Giovedì 03 Giugno 2010

Quintano, monta la protesta
Il progetto finisce su Facebook

Il progetto del centro commerciale in programma sui terreni delle ex Fonderie del Quintano a Castelli Calepio è sbarcato su Internet, e su Facebook in particolare. Sull'argomento il dibattito online si scatena e, se pur virtualmente, ce n'è davvero per tutti i gusti. Va detto che il piano già aveva suscitato molte reazioni: si tratta di un centro da 40 mila metri quadrati di superficie totale portato avanti dalla palazzolese «Zerbini B&G», su cui il Comune di Palazzolo sull'Oglio (confinante con Castelli Calepio) aveva fatto un ricorso, poi respinto, al Tar.

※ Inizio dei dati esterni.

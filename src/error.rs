use std::error::Error;
use std::fmt;
use std::fmt::Display;

use crate::attributes::{format_uuid, Attribute};
use crate::game::{GamePhase, PlayerType};
use crate::network::codec::CodecError;
use crate::Role;

/// This enum contains all error messages this library can return. Most API functions will generally return a [`Result<(), GameError>`].
///
/// [`Result<(), GameError>`]: std::result::Result
#[derive(Debug, Clone, PartialEq, Eq, Hash)]
pub enum GameError {
    /// You made an invalid request, usually by using wrong parameters for function calls.
    InvalidRequest {
        /// Further specifies why the request was invalid.
        info: String,
    },
    /// A configuration value is out of its accepted range.
    InvalidConfig {
        /// The name of the offending field.
        field: &'static str,
        /// Why the value was rejected.
        reason: String,
    },
    /// The operation needs a connected peer, but the link is down.
    NotConnected,
    /// A write targeted an attribute that this peer does not own.
    NotOwner {
        /// The attribute that was written.
        attribute: Attribute,
        /// The role of the peer that attempted the write.
        role: Role,
    },
    /// A value is outside the domain of the attribute it was written to.
    InvalidAttributeValue {
        /// The attribute that was written.
        attribute: Attribute,
        /// The rejected value.
        value: i32,
    },
    /// An attribute UUID that is not part of the session service.
    UnknownAttribute {
        /// The unrecognized UUID.
        uuid: u128,
    },
    /// The attribute follows the game state machine and cannot be written directly.
    ManagedAttribute {
        /// The attribute that was written.
        attribute: Attribute,
    },
    /// The requested phase change is not in the legal transition table.
    IllegalTransition {
        /// The current phase.
        from: GamePhase,
        /// The requested phase.
        to: GamePhase,
    },
    /// The character is already held by the opponent.
    CharacterTaken {
        /// The character that was requested.
        character: PlayerType,
    },
    /// The operation is only valid in another phase.
    WrongPhase {
        /// The phase the operation needs.
        expected: GamePhase,
        /// The phase the session is in.
        actual: GamePhase,
    },
    /// Serialization or deserialization of data failed.
    SerializationError {
        /// A description of what failed to serialize/deserialize.
        context: String,
    },
    /// A network socket operation failed.
    SocketError {
        /// A description of the socket error.
        context: String,
    },
}

impl Display for GameError {
    fn fmt(&self, f: &mut fmt::Formatter<'_>) -> fmt::Result {
        match self {
            GameError::InvalidRequest { info } => {
                write!(f, "Invalid Request: {}", info)
            }
            GameError::InvalidConfig { field, reason } => {
                write!(f, "Invalid configuration for `{}`: {}", field, reason)
            }
            GameError::NotConnected => {
                write!(f, "The session is not connected to a peer.")
            }
            GameError::NotOwner { attribute, role } => {
                write!(
                    f,
                    "Attribute {} is owned by the {}, not the {}",
                    attribute,
                    attribute.owner(),
                    role
                )
            }
            GameError::InvalidAttributeValue { attribute, value } => {
                write!(f, "Value {} is outside the domain of {}", value, attribute)
            }
            GameError::UnknownAttribute { uuid } => {
                write!(f, "Unknown attribute {}", format_uuid(*uuid))
            }
            GameError::ManagedAttribute { attribute } => {
                write!(
                    f,
                    "{} changes only through the game state machine",
                    attribute
                )
            }
            GameError::IllegalTransition { from, to } => {
                write!(f, "Illegal phase transition {} -> {}", from, to)
            }
            GameError::CharacterTaken { character } => {
                write!(f, "{} is already taken by the opponent", character)
            }
            GameError::WrongPhase { expected, actual } => {
                write!(
                    f,
                    "Operation requires phase {}, but the session is in {}",
                    expected, actual
                )
            }
            GameError::SerializationError { context } => {
                write!(f, "Serialization error: {}", context)
            }
            GameError::SocketError { context } => {
                write!(f, "Socket error: {}", context)
            }
        }
    }
}

impl Error for GameError {}

impl From<CodecError> for GameError {
    fn from(err: CodecError) -> Self {
        GameError::SerializationError {
            context: err.to_string(),
        }
    }
}

#[cfg(test)]
#[allow(
    clippy::panic,
    clippy::unwrap_used,
    clippy::expect_used,
    clippy::indexing_slicing
)]
mod tests {
    use super::*;
    use crate::network::codec::CodecOperation;

    #[test]
    fn not_owner_names_both_roles() {
        let err = GameError::NotOwner {
            attribute: Attribute::HostX,
            role: Role::Guest,
        };
        let msg = err.to_string();
        assert!(msg.contains("HostX"));
        assert!(msg.contains("host"));
        assert!(msg.contains("guest"));
    }

    #[test]
    fn unknown_attribute_prints_canonical_uuid() {
        let err = GameError::UnknownAttribute { uuid: 0x1234 };
        assert!(err
            .to_string()
            .contains("00000000-0000-0000-0000-000000001234"));
    }

    #[test]
    fn managed_attribute_display() {
        let err = GameError::ManagedAttribute {
            attribute: Attribute::GamePhase,
        };
        assert_eq!(
            err.to_string(),
            "GamePhase changes only through the game state machine"
        );
    }

    #[test]
    fn illegal_transition_display() {
        let err = GameError::IllegalTransition {
            from: GamePhase::Tutorial,
            to: GamePhase::Play,
        };
        assert_eq!(err.to_string(), "Illegal phase transition tutorial -> play");
    }

    #[test]
    fn codec_errors_become_serialization_errors() {
        let err: GameError = CodecError::bincode(CodecOperation::Decode, "bad tag").into();
        match err {
            GameError::SerializationError { context } => assert!(context.contains("bad tag")),
            other => panic!("unexpected error {other:?}"),
        }
    }

    #[test]
    fn errors_are_comparable() {
        assert_eq!(GameError::NotConnected, GameError::NotConnected);
        assert_ne!(
            GameError::CharacterTaken {
                character: PlayerType::Princess
            },
            GameError::CharacterTaken {
                character: PlayerType::Dragon
            }
        );
    }
}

A far discutere le volumetrie e il possibile incremento di traffico. Ma le autorizzazioni sono completate e il piano ha tutte le carte in regola per partire. In rete, ecco quindi il gruppo intitolato «Quelli a favore del centro commerciale di Quintano», con sedici sostenitori. Ma anche il gruppo «No al centro commerciale di Quintano».

E qui siamo a 288 iscritti. Tra questi ultimi c'è soprattutto il Comitato contro il centro commerciale, che dal mondo virtuale sta per tornare alla strada: scenderà in campo sabato con una protesta contro il progetto che prevede un nuovo insediamento commerciale nell'area delle ex fonderie. L'iniziativa parte alle 15, mentre alle 16,30 ci sarà una simulazione di impatto ambientale, e soprattutto di traffico, con numerosi mezzi che transiteranno in quella zona in base alle indicazioni del comitato.

«Nel documento sull'analisi del traffico allegato al progetto e predisposto dai consulenti Zerbimark – spiegano i promotori – ricaviamo alcuni dati sul numero di veicoli nelle ore di punta. I mezzi in entrata nella zona ogni ora sono 1.762, gli uscenti 1.243 e i bidirezionali 3.005. Dati impressionanti per la nostra realtà, quasi un veicolo al secondo: il 5 giugno (domani per chi legge, ndr) proveremo a fare una simulazione».

Intanto sulla manifestazione si registrano anche alcuni comunicati stampa di gruppi politici. Il coordinatore dell'Italia dei Valori, l'onorevole Sergio Piffari, dice: «Siamo solidali e preoccupati per quanto le istituzioni non stanno facendo».

Il consigliere regionale bergamasco Idv, Gabriele Sola, non usa mezzi termini: «L'area intorno a Castelli Calepio finirebbe col presentare una densità di strutture della grande distribuzione organizzata pari al triplo della media lombarda, che è già tra le più elevate d'Europa». La manifestazione di sabato sarà sostenuta anche da Rifondazione, come afferma il segretario provinciale Ezio Locatelli: «Ci saremo e invitiamo tutti a partecipare numerosi al presidio-manifestazione».

Il sindaco di Castelli Calepio, Flavio Bizzoni, aveva spiegato in un'assemblea pubblica: «Il via libera al piano è stato dato dalla vecchia amministrazione, noi l'abbiamo ereditato». Alcuni cambiamenti nell'impatto, grazie alle trattative con i privati, sono stati apportati. «Le altezze: prima si prevedeva di salire fino a 23 metri, ora si è scesi a 13. La viabilità: abbiamo chiesto di tenere fuori la provinciale 85 via Moroni-via Romana. Il sistema energetico, con fonti rinnovabili. Infine – conclude il sindaco – il miglior inserimento paesaggistico».